CO: RTD Board of Directors Approves New Contract for Union Employees
The Regional Transportation District’s board of directors provided final approval for a new, three-year collective bargaining agreement for all of the agency’s union-represented employees. The contract offers a starting wage for new operators that is competitive in the local job market and addresses employee working conditions that had been in need of updating.
The new CBA — which began March 1 and extends through Feb. 28, 2021 — is the legal contract addressing wages, hours, and terms and conditions of employment for the 1,975 RTD employees represented by Amalgamated Transit Union Local 1001. Union-represented employees constitute about 69 percent of the agency’s employee base, and they primarily include bus and rail operators and mechanics.
Leadership teams from the agency and ATU Local 1001 reached a tentative agreement for the new CBA on Feb. 28, the last day of the prior contract, after more than five months of negotiations with the help of a federal mediator. The new contract was ratified March 10 by 89 percent of ATU 1001 members and approved March 13 by RTD’s Financial Administration and Audit committee.
RTD CEO and General Manager Dave Genova noted that the agency itself and the Denver metro region had experienced substantial changes since the start of the last contract five years ago, including the opening of five new transit lines during that time frame.

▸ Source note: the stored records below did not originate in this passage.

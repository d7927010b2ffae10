pub mod blog;
pub mod contact;
pub mod experience;
pub mod pages;
pub mod pagination;
pub mod project;
pub mod seed;
pub mod tags;
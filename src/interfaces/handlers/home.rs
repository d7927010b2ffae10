use actix_web::{get, web, HttpResponse, Responder};

use crate::{use_cases::pages::home_page, AppState};

#[get("/")]
pub async fn home(state: web::Data<AppState>) -> impl Responder {
    HttpResponse::Ok().json(home_page(&state.config))
}
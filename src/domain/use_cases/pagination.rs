use std::future::Future;

use crate::{
    entities::pagination::{Page, PageRequest, Pagination},
    errors::AppError,
};

/// Runs the page query and the count query concurrently and assembles the
/// page with its metadata. Either failure fails the whole page.
pub async fn load_page<T, L, C>(request: PageRequest, items: L, total: C) -> Result<Page<T>, AppError>
where
    L: Future<Output = Result<Vec<T>, AppError>>,
    C: Future<Output = Result<u64, AppError>>,
{
    let (items, total_items) = tokio::try_join!(items, total)?;

    Ok(Page {
        items,
        pagination: Pagination::new(request, total_items),
    })
}
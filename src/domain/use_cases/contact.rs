use std::sync::Arc;

use tracing::{error, info};

use crate::{
    entities::contact::{ContactForm, ContactReceipt, NewContact},
    errors::AppError,
    mail::{mailer::Mailer, templates::contact_notification},
    repositories::contact::ContactRepository,
};

pub const CONTACT_SAVE_FAILED: &str = "Database error creating contact entry";

pub struct ContactHandler<R, M>
where
    R: ContactRepository + ?Sized,
    M: Mailer + ?Sized,
{
    pub contact_repo: Arc<R>,
    pub mailer: Arc<M>,
}

impl<R, M> ContactHandler<R, M>
where
    R: ContactRepository + ?Sized,
    M: Mailer + ?Sized,
{
    pub fn new(contact_repo: Arc<R>, mailer: Arc<M>) -> Self {
        ContactHandler { contact_repo, mailer }
    }

    /// Validates and stores a submission, then notifies the site owner.
    /// A failed notification never fails the submission.
    pub async fn submit_contact(&self, form: ContactForm) -> Result<ContactReceipt, AppError> {
        let new_contact = NewContact::try_from(form)?;

        let contact = self
            .contact_repo
            .create_contact(&new_contact)
            .await
            .map_err(|e| {
                error!("Database error creating contact entry: {}", e);
                AppError::InternalError(CONTACT_SAVE_FAILED.to_string())
            })?;

        match self.mailer.send(&contact_notification(&contact)).await {
            Ok(()) => info!(contact_id = contact.id, "Contact notification sent"),
            Err(e) => error!(contact_id = contact.id, "Failed to send notification email: {}", e),
        }

        Ok(ContactReceipt {
            success: true,
            message: "Contact form submitted successfully".to_string(),
            contact_id: contact.id,
        })
    }
}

In addition, he noted, many core issues related to working conditions were last addressed in 2009.
“I am so pleased by the diligent, thoughtful bargaining work completed by both leadership teams,” Genova said. “Our agency cares deeply about our employees and the good work they do every day in service of the public. This new contract enables RTD to better serve the excellent employees we already have – and shows potential employees that the agency is a great place to build a career.”
The new contract raises the starting hourly wage for operators from $17.59 — which includes a $1-an-hour increase in 2017 — to $19.40, placing RTD just above the midpoint of the Denver-area market. The pay increases in the new contract — 8 percent the first year, followed by 3 percent in each of the following years — are the largest RTD’s operators have ever received.
The contract also addresses mandated overtime work, and it requires earlier and more personal notification of mandated overtime. Employees will be notified at least 72 hours before a mandated shift, for example. Because of record-low unemployment levels, over the past three years nearly 75 percent of RTD operators had been required to work overtime, with one day off each week.
Much of the negotiations focused on work-life elements. Some key working conditions addressed in the new contract include the following:
- Reducing spread time from 14 to 13 hours. This change better enables rest time.
- Increasing the number of straight versus split-shift runs as of the May 28 service changes. While straight runs cost the agency more money, they are better for operator working conditions.
- Restroom availability and rest breaks, both in having an updated list of restrooms and adding in enough scheduled time to use them.
- Working with employees’ notification requirements to better enable them to schedule and take medical or other types of appointments.
- Creating four 10-hour-day work weeks for certain maintenance positions.